▶ **ENTRIES SUPPLIED**
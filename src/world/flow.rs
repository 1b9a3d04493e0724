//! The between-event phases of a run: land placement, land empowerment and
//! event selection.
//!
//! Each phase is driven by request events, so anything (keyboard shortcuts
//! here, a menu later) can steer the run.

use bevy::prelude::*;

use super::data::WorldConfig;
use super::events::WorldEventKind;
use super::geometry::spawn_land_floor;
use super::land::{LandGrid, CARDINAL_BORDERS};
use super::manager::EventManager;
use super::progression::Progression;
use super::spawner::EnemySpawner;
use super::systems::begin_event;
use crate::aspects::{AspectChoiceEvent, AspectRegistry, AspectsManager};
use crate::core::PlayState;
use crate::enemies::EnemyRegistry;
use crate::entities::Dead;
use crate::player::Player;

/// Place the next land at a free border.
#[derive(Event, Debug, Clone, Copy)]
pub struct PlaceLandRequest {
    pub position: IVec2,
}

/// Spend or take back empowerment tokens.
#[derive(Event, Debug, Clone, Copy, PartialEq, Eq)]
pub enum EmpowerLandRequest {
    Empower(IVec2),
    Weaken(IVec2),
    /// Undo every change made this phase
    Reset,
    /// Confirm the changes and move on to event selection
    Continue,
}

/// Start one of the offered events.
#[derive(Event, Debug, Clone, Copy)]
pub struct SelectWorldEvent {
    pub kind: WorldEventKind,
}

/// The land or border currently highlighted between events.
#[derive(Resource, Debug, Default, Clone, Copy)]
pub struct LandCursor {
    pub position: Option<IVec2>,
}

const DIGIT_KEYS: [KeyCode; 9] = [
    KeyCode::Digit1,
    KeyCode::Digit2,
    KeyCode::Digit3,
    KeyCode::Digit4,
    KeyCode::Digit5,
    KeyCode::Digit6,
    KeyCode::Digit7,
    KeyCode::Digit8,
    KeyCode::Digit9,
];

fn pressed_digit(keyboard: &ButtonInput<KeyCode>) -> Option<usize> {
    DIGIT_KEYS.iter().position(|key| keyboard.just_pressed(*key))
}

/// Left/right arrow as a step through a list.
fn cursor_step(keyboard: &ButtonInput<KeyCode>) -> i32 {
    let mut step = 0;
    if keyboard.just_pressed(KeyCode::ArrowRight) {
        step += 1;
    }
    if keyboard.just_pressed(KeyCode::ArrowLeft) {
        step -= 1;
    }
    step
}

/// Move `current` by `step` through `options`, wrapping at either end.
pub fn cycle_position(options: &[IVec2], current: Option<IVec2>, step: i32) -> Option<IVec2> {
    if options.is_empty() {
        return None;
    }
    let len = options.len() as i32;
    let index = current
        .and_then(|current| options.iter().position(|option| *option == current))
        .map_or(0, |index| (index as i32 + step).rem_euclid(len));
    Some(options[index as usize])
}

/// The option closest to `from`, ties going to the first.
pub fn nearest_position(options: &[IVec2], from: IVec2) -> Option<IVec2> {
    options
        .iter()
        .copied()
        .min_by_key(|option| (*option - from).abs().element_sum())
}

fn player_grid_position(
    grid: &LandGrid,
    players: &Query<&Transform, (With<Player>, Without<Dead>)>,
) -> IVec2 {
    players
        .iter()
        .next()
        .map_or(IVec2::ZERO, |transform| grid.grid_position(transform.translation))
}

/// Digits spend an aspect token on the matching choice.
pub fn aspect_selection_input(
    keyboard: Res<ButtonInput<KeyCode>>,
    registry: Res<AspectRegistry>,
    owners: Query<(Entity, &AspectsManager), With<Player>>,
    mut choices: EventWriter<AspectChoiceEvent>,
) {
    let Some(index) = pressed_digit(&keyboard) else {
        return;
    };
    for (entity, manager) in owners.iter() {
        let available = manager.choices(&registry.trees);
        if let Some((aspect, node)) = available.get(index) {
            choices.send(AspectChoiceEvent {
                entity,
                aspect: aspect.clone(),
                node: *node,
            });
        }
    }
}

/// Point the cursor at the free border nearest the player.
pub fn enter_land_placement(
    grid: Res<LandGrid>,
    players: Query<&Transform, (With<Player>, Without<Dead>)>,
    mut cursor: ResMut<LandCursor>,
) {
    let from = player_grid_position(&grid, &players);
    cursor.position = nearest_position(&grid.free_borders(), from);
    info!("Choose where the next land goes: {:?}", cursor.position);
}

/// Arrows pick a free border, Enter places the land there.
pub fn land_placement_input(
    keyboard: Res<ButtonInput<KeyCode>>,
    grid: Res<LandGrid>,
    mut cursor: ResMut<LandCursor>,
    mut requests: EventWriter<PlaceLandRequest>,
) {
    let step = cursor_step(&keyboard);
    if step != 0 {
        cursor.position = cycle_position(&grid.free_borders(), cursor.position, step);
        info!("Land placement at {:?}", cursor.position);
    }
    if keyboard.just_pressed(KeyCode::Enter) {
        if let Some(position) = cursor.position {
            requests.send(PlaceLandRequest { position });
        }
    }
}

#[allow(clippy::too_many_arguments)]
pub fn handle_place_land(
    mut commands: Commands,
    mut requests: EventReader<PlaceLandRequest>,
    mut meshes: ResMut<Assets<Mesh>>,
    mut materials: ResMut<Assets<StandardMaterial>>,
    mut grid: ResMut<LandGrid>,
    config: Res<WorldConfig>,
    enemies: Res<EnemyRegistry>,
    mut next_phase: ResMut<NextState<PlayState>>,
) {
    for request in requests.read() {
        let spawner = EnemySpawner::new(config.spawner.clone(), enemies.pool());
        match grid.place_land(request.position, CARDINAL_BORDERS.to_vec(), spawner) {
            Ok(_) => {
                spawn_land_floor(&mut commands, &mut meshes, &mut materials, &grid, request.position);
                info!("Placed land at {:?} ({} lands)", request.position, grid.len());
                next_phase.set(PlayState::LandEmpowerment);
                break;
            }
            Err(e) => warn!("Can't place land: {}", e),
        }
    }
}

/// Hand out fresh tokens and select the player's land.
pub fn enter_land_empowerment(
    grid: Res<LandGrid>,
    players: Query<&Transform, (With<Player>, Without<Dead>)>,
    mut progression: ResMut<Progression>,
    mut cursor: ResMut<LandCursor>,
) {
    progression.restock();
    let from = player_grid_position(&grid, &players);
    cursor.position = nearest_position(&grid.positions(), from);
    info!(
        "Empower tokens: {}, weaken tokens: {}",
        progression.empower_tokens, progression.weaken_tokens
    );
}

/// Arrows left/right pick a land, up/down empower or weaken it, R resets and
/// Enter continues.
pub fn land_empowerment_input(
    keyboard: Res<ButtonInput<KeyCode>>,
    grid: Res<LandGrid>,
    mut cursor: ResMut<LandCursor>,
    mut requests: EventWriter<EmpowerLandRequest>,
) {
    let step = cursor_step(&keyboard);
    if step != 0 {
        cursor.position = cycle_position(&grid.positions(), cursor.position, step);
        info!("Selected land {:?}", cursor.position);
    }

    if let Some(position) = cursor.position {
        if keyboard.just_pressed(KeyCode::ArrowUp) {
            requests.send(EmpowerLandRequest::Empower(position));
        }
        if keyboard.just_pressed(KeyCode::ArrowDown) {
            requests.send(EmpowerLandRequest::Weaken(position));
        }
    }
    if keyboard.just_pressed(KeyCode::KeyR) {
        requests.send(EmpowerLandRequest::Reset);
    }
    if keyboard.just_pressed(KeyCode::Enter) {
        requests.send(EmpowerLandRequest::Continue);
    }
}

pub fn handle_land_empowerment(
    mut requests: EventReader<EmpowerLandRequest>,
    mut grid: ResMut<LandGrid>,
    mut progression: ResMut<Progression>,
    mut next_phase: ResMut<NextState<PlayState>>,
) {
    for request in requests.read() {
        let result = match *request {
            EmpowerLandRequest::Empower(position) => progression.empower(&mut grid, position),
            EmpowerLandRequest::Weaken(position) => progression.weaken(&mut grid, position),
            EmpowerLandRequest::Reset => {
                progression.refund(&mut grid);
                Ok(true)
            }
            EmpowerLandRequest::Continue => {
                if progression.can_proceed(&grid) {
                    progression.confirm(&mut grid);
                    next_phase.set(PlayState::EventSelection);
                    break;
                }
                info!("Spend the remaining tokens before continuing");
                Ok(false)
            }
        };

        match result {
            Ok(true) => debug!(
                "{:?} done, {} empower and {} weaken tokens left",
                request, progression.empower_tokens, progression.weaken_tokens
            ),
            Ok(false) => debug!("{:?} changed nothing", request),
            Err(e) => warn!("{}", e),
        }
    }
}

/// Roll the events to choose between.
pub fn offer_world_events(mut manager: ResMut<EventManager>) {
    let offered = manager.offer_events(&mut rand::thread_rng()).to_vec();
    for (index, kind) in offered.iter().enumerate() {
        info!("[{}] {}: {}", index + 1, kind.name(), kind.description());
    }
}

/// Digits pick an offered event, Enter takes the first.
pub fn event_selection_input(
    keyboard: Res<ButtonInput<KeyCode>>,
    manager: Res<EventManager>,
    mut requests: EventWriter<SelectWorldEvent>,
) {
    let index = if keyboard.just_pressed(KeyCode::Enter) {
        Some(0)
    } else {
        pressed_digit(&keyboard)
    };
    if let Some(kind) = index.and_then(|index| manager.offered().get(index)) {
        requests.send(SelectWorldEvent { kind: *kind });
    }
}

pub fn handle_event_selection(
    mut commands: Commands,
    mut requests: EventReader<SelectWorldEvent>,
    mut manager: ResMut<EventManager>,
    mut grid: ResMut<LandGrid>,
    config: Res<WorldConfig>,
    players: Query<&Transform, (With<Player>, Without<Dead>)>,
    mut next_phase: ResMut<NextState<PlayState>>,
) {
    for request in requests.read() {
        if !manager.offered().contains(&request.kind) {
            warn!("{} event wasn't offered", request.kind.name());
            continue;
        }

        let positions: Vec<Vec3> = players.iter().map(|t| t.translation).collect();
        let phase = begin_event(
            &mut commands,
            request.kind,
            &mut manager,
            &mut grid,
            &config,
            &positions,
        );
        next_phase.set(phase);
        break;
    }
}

▶ **WHAT NEEDS TO BE DONE**
All lines of the entries containing the string "EventWriter" must be shown in full.

▶ **TASK RESPONSE**
    mut choices: EventWriter<AspectChoiceEvent>,
    mut requests: EventWriter<PlaceLandRequest>,
    mut requests: EventWriter<EmpowerLandRequest>,
    mut requests: EventWriter<SelectWorldEvent>,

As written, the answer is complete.